Tableau server address inclusive of http/https

https://10.1.19.15

username

string

Username to log into tableau api

“tabadmin”

password

string

Password to log into tableau api

 

sites

list<string>

List of specific sites that you wish to extract, if left as [] it will extract all sites.

[]

db_host

string

This is generally the same as server address less the http/https

“10.1.19.15”

db_username

string

By default the tableau database use is readonly should not need to change this unless you actively manage the database

“readonly”

db_password

list<string>

Password for the database user

 

db_port

integer

Default is 8060 unless your tableau is configured differently

8060

db_name

string

Default database to use is workgroup

“workgroup”

meta_only

boolean

If for some reason you want to extract meta only set this to true otherwise leave it as false

false

retries

integer

Number of retries that the extractor should hit the API incase of intermittent failures, default is 5

5

dry_run

boolean

By doing a dry run you produce the mapping.json file which is used to populate the mapping field below. It is recommended you do a dry run first to see what databases are available to map.

true

output_path

string

Absolute path to the output location where files are to be written

“/tmp/output”

mask

boolean

To enable masking or not

true

mapping

json

This should be populate with the mapping.json output where each data source name mentioned is mapped to an onboarded K host

Where analytics.adw is the onboarded database in K

{ "somehost.adw": "analytics.adw" }

 

These parameters can be added directly into the run or you can use pass the parameters in via a JSON file. The following is an example you can use that is included in the example run code below.

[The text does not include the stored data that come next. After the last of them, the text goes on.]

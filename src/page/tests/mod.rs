//! Unit tests for the page runtime
//!
//! Drive the modal sequencing on a paused clock against the simulated embed.

#![allow(clippy::unwrap_used)]

use std::{sync::Arc, time::Duration};

use crate::{
    catalog::Catalog,
    config::Config,
    page::{PageRuntime, page_surface},
    services::video::{
        JournalEntry, MemorySurface, PlaybackTarget, SimulatedEmbed, SimulationOptions, SlotState,
        Surface,
    },
};

const WORKS: &str = r#"[
    {
        "title": "Night Shift",
        "slug": "night-shift",
        "youtubeId": "YCn_VaIucU4",
        "previewStartTime": 1003,
        "previewEndTime": 1183,
        "loopPreview": false,
        "detailBackground": { "startOffsetSeconds": 1003 }
    },
    {
        "title": "MOVING",
        "slug": "moving",
        "youtubeId": "SZFRw7MSPog",
        "previewStartTime": 10,
        "previewEndTime": 40
    },
    {
        "title": "Insomnia",
        "slug": "insomnia",
        "youtubeId": ""
    }
]"#;

struct Page {
    runtime: PageRuntime,
    embed: Arc<SimulatedEmbed>,
    surface: Arc<MemorySurface>,
    catalog: Catalog,
}

impl Page {
    fn new(options: SimulationOptions) -> Self {
        let config = Config::default();
        let surface = Arc::new(page_surface(&config.mounts).unwrap());
        let embed = Arc::new(SimulatedEmbed::new(options));

        Self {
            runtime: PageRuntime::new(config, embed.clone(), surface.clone()),
            embed,
            surface,
            catalog: Catalog::from_json_str(WORKS).unwrap(),
        }
    }

    async fn open(&self, slug: &str) {
        self.runtime
            .open_work(self.catalog.get(slug).unwrap())
            .await;
    }

    fn constructed_sources(&self) -> Vec<String> {
        self.embed
            .journal()
            .into_iter()
            .filter_map(|entry| match entry {
                JournalEntry::Constructed { source_id, .. } => Some(source_id),
                _ => None,
            })
            .collect()
    }
}

async fn advance(millis: u64) {
    tokio::time::sleep(Duration::from_millis(millis)).await;
}

#[tokio::test(start_paused = true)]
async fn start_creates_home_once_ready() {
    let page = Page::new(SimulationOptions {
        load_latency: Duration::from_millis(300),
        ..SimulationOptions::default()
    });

    page.runtime.start().await;
    page.runtime.start().await;
    advance(200).await;
    assert!(!page.runtime.background().has_player(PlaybackTarget::Home).await);

    advance(200).await;
    let home = page.embed.latest_player().unwrap();
    assert_eq!(home.mount().as_str(), "video-background");
    assert_eq!(home.options().source_id, "9V2tVurYTxc");
    assert_eq!(home.options().start, 2.0);
    assert_eq!(home.options().end, Some(110.0));
    assert_eq!(page.embed.load_attempts(), 1);
    assert_eq!(page.constructed_sources().len(), 1);
}

#[tokio::test(start_paused = true)]
async fn start_falls_back_when_capability_never_loads() {
    let page = Page::new(SimulationOptions {
        failed_loads: u32::MAX,
        ..SimulationOptions::default()
    });
    let mounts = &page.runtime.config().mounts;

    page.runtime.start().await;
    advance(5000).await;

    assert!(page.runtime.gate().state().fallback_applied);
    assert_eq!(
        page.surface.background(&mounts.home_container()),
        Some(page.runtime.config().video.fallback_fill.clone())
    );
    assert!(page.constructed_sources().is_empty());
    assert_eq!(
        page.runtime.background().slot_state(PlaybackTarget::Home).await,
        SlotState::Absent
    );
}

#[tokio::test(start_paused = true)]
async fn open_work_starts_detail_then_preview() {
    let page = Page::new(SimulationOptions::default());
    let mounts = &page.runtime.config().mounts;
    page.runtime.start().await;
    advance(10).await;

    page.open("night-shift").await;
    assert!(page.surface.contains(&mounts.detail_container()));
    assert!(page.surface.contains(&mounts.detail_player()));
    assert_eq!(page.runtime.pending_modal_tasks().await, 2);

    advance(450).await;
    assert!(!page.runtime.background().has_player(PlaybackTarget::Detail).await);

    advance(100).await;
    let detail = page.embed.live_on(&mounts.detail_player());
    assert_eq!(detail.len(), 1);
    assert_eq!(detail[0].options().start, 1003.0);
    assert_eq!(detail[0].options().end, None);
    assert!(!page.runtime.preview().has_player().await);

    advance(500).await;
    assert!(page.runtime.preview().has_player().await);
    assert_eq!(page.runtime.preview().state().source_id(), Some("YCn_VaIucU4"));
    assert_eq!(page.runtime.pending_modal_tasks().await, 0);
}

#[tokio::test(start_paused = true)]
async fn work_without_video_keeps_still() {
    let page = Page::new(SimulationOptions::default());
    page.runtime.start().await;
    advance(10).await;

    page.open("insomnia").await;
    advance(2000).await;

    assert_eq!(page.constructed_sources(), vec![String::from("9V2tVurYTxc")]);
    assert!(!page.runtime.preview().has_player().await);
    assert!(
        !page
            .surface
            .contains(&page.runtime.config().mounts.detail_container())
    );
}

#[tokio::test(start_paused = true)]
async fn close_before_delays_cancels_starts() {
    let page = Page::new(SimulationOptions::default());
    let mounts = &page.runtime.config().mounts;
    page.runtime.start().await;
    advance(10).await;

    page.open("night-shift").await;
    advance(200).await;
    page.runtime.close_work().await;
    advance(2000).await;

    assert_eq!(page.constructed_sources(), vec![String::from("9V2tVurYTxc")]);
    assert!(!page.surface.contains(&mounts.detail_container()));
    assert_eq!(page.runtime.pending_modal_tasks().await, 0);
}

#[tokio::test(start_paused = true)]
async fn close_releases_modal_players_and_keeps_home() {
    let page = Page::new(SimulationOptions::default());
    page.runtime.start().await;
    advance(10).await;

    page.open("night-shift").await;
    advance(1500).await;
    assert_eq!(page.embed.live_players().len(), 3);

    page.runtime.close_work().await;

    let live = page.embed.live_players();
    assert_eq!(live.len(), 1);
    assert_eq!(live[0].mount().as_str(), "video-background");
    assert!(!page.runtime.preview().state().is_initialized);
}

#[tokio::test(start_paused = true)]
async fn switching_works_leaves_one_preview() {
    let page = Page::new(SimulationOptions::default());
    let mounts = &page.runtime.config().mounts;
    page.runtime.start().await;
    advance(10).await;

    page.open("night-shift").await;
    advance(1200).await;
    page.open("moving").await;
    advance(1200).await;

    let previews = page.embed.live_on(&mounts.preview_player());
    assert_eq!(previews.len(), 1);
    assert_eq!(previews[0].options().source_id, "SZFRw7MSPog");
    assert!(page.embed.live_on(&mounts.detail_player()).is_empty());
    assert!(!page.runtime.background().has_player(PlaybackTarget::Detail).await);
}

#[tokio::test(start_paused = true)]
async fn close_recreates_missing_home() {
    let page = Page::new(SimulationOptions::default());
    page.runtime.start().await;
    advance(10).await;

    page.runtime.background().cleanup(PlaybackTarget::Home).await;
    page.runtime.close_work().await;

    assert!(page.runtime.background().has_player(PlaybackTarget::Home).await);
    assert_eq!(page.constructed_sources().len(), 2);
}

#[tokio::test(start_paused = true)]
async fn shutdown_releases_everything() {
    let page = Page::new(SimulationOptions::default());
    page.runtime.start().await;
    advance(10).await;
    page.open("moving").await;
    advance(1500).await;

    page.runtime.shutdown().await;
    page.runtime.shutdown().await;

    assert!(page.embed.live_players().is_empty());
    for target in PlaybackTarget::ALL {
        assert!(!page.runtime.background().has_player(target).await);
    }
    assert!(!page.runtime.preview().has_player().await);
}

kada_tableau_extractor_config.json

{ "server_address": "", "username": "", "password": "", "sites": [], "db_host": "", "db_username": "readonly", "db_password": "", "db_port": 8060, "db_name": "workgroup", "meta_only": false, "retries": 5, "dry_run": false, "output_path": "/tmp/output", "mask": true, "mapping": {} }

Step 5: Run the Collector

The following code is an example of how to run the extractor. You may need to uplift this code to meet any code standards at your organisation.

This can be executed in any python environment where the whl has been installed.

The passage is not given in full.